If a line in the entries below holds the string "applied", copy it.

□ □ □ □ □ □ □

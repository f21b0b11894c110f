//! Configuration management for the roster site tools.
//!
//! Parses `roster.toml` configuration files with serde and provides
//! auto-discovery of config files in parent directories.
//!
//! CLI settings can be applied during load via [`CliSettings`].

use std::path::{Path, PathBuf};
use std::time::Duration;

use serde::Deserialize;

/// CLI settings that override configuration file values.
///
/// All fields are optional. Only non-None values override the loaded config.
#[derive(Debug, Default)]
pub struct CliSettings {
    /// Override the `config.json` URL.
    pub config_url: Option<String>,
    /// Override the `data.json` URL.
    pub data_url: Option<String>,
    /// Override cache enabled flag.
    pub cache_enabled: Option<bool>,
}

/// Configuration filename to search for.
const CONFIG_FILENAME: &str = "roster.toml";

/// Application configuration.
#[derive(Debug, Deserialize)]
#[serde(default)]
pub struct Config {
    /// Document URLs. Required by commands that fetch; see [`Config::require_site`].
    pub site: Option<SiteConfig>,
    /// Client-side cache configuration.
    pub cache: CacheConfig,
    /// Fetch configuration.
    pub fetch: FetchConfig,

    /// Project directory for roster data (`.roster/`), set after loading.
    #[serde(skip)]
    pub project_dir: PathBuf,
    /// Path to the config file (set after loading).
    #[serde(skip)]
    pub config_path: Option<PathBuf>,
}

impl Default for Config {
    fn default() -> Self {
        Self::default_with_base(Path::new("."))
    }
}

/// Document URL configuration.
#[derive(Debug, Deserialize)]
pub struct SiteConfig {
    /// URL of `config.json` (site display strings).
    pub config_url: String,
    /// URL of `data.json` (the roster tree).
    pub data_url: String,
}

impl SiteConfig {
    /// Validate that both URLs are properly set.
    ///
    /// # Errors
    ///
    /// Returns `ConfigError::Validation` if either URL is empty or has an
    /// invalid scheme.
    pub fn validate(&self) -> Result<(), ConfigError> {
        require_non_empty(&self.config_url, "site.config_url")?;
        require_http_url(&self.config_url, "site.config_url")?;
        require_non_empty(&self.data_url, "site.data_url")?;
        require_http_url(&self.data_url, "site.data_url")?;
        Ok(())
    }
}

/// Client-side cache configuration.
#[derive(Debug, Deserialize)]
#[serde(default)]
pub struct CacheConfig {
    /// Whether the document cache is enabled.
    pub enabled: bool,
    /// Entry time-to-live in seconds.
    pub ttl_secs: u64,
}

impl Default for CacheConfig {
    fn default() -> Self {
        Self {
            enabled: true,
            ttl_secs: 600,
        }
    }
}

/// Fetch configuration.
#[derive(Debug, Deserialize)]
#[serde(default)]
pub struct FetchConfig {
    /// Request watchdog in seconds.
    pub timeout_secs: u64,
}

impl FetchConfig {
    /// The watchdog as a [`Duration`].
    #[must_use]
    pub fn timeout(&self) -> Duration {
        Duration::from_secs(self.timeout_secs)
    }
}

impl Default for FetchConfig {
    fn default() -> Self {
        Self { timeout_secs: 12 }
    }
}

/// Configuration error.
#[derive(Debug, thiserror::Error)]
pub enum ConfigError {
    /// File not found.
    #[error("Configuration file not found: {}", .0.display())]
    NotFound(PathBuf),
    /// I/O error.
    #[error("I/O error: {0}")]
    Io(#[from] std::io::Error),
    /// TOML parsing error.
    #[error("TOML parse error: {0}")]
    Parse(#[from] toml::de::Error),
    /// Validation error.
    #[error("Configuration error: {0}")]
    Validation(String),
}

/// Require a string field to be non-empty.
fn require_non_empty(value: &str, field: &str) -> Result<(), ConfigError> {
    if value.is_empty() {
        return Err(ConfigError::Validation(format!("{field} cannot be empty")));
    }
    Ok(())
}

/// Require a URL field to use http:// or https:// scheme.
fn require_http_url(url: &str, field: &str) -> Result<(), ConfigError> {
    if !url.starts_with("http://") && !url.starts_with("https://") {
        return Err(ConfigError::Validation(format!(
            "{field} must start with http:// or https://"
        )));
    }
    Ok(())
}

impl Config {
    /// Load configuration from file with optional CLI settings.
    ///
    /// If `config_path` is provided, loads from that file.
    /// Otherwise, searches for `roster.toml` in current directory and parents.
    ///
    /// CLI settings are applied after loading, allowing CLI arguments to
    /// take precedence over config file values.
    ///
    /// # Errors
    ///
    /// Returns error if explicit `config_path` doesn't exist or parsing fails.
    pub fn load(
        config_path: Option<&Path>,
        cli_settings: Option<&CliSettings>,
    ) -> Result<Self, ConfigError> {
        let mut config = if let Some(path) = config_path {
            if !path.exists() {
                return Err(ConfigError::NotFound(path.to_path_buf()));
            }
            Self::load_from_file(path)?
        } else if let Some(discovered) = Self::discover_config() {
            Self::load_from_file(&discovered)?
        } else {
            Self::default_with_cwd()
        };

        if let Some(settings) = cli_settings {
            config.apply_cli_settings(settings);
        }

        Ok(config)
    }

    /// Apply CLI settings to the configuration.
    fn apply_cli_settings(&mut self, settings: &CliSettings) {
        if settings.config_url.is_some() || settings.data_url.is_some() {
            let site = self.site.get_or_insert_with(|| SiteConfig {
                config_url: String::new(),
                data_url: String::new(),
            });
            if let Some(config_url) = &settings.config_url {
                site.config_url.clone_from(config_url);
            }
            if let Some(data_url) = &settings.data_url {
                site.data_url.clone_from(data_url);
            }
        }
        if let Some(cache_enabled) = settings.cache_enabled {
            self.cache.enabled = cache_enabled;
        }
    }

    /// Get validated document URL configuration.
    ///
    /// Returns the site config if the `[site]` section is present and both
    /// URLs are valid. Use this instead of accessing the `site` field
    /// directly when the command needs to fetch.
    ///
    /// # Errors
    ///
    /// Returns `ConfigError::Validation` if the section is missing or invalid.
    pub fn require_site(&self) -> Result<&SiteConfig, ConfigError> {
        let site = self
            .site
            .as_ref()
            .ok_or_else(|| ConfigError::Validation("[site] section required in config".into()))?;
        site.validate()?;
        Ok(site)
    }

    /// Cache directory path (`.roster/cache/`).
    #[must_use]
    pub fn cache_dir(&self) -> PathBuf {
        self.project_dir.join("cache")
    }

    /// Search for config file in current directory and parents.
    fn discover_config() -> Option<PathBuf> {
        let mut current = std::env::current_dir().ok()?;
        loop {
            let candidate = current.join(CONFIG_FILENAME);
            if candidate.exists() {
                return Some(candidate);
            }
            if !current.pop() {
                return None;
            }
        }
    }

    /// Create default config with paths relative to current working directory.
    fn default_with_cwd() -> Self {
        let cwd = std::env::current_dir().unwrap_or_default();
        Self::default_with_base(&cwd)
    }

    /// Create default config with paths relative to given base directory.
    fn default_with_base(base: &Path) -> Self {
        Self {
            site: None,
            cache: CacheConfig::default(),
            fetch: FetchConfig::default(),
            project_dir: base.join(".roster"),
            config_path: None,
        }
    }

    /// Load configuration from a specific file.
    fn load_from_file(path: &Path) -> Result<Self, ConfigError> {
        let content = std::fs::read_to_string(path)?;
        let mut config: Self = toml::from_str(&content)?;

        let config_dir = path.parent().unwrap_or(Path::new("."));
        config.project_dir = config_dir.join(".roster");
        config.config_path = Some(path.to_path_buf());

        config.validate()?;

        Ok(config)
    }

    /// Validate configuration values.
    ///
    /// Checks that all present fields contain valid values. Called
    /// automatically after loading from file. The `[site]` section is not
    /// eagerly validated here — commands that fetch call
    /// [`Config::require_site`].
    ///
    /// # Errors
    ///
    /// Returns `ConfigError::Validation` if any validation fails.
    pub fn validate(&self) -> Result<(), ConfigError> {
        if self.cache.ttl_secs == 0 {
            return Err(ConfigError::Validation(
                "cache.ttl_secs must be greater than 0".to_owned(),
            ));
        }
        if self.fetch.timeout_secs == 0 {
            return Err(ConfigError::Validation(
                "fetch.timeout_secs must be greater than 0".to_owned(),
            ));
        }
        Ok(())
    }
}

□ □ □ □ □ □ □

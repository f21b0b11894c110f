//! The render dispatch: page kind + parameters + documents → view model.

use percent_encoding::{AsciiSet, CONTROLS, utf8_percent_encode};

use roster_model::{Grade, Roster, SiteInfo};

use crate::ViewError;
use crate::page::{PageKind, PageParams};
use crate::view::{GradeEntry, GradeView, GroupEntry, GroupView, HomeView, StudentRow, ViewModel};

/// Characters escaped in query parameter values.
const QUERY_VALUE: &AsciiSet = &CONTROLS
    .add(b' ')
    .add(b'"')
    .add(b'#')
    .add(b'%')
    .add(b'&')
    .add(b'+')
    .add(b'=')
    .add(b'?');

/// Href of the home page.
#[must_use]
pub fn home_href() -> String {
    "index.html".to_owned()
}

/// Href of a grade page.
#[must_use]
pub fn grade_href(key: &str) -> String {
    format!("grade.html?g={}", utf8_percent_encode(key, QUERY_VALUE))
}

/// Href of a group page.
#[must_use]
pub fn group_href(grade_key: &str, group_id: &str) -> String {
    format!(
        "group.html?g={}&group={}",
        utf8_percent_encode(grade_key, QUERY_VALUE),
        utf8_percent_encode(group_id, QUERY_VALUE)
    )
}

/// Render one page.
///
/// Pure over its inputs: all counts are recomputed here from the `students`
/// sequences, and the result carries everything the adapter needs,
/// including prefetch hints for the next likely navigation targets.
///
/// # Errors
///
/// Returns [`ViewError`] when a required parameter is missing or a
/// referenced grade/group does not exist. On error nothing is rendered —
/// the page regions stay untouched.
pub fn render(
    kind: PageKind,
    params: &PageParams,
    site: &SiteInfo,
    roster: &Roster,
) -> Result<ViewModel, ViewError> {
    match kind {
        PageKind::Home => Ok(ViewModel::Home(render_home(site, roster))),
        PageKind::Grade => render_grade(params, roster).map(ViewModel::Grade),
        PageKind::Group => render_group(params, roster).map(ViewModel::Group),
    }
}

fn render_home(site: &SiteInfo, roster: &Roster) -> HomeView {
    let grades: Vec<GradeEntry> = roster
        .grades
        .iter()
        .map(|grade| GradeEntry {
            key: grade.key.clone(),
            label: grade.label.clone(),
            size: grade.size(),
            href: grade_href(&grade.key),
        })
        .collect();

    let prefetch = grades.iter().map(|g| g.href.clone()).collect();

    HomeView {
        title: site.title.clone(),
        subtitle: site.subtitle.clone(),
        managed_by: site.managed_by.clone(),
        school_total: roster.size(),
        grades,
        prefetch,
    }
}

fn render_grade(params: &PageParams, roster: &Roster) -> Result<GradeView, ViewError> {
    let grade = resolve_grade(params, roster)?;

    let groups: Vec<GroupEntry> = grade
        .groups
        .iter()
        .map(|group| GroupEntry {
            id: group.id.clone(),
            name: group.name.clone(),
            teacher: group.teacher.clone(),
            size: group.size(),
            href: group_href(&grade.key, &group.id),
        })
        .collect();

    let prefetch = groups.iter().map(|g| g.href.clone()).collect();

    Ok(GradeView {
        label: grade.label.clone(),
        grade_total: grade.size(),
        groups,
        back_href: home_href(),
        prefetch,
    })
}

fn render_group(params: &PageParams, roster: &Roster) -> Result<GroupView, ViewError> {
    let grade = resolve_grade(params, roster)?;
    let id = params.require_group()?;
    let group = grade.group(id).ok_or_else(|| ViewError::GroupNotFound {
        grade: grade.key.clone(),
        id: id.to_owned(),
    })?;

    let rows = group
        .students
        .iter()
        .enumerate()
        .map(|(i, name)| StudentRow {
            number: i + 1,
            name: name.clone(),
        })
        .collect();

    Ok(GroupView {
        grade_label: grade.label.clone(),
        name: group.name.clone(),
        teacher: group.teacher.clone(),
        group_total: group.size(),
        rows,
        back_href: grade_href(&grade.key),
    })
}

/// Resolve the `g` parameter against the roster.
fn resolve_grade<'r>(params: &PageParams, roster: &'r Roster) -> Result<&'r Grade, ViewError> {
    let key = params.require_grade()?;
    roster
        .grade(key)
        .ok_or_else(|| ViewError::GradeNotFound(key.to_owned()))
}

□ □ □ □ □ □ □

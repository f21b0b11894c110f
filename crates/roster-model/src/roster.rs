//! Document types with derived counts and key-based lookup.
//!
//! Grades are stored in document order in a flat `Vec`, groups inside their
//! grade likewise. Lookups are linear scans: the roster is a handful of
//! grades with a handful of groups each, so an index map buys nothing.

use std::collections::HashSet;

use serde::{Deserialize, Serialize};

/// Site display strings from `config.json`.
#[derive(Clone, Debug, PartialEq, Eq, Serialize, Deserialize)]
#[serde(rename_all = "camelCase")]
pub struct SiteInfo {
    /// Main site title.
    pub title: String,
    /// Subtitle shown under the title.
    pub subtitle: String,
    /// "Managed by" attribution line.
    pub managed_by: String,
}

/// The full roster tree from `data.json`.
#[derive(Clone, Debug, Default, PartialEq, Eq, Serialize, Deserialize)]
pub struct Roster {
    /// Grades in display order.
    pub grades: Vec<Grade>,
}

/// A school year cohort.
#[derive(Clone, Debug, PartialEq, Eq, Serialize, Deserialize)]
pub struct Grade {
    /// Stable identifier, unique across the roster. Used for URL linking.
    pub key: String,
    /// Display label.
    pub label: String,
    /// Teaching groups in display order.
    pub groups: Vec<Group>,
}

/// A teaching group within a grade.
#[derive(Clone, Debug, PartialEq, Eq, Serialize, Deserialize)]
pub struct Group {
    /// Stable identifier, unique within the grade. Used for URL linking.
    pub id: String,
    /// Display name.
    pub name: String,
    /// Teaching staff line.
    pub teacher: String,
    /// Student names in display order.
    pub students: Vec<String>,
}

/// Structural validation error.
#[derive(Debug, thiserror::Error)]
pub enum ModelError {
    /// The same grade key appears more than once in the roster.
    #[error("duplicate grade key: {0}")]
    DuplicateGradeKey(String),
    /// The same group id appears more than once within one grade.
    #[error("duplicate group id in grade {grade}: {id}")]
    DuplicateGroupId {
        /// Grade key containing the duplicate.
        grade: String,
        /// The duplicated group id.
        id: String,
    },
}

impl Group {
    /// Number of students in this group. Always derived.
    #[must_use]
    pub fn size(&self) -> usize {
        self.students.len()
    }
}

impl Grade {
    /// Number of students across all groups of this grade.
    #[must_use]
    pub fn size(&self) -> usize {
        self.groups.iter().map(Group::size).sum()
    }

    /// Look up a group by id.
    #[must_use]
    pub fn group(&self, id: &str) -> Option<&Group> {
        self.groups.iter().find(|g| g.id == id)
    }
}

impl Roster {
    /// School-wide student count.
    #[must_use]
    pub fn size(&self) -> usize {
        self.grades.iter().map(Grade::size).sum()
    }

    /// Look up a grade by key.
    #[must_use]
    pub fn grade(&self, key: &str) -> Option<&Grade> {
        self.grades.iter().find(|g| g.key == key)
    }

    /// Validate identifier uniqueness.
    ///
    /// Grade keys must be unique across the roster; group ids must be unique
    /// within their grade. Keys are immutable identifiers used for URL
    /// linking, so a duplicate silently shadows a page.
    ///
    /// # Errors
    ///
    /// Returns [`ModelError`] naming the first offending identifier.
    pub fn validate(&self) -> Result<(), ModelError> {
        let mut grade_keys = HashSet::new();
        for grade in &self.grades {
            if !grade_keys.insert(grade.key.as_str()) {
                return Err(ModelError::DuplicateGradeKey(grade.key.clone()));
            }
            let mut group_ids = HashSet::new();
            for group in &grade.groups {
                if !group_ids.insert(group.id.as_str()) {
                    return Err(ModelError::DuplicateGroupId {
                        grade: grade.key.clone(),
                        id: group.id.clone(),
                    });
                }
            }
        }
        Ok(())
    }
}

□ □ □ □ □ □ □

(ANSWER FOR THIS EXERCISE)
//! CLI settings can be applied during load via [`CliSettings`].
    /// CLI settings are applied after loading, allowing CLI arguments to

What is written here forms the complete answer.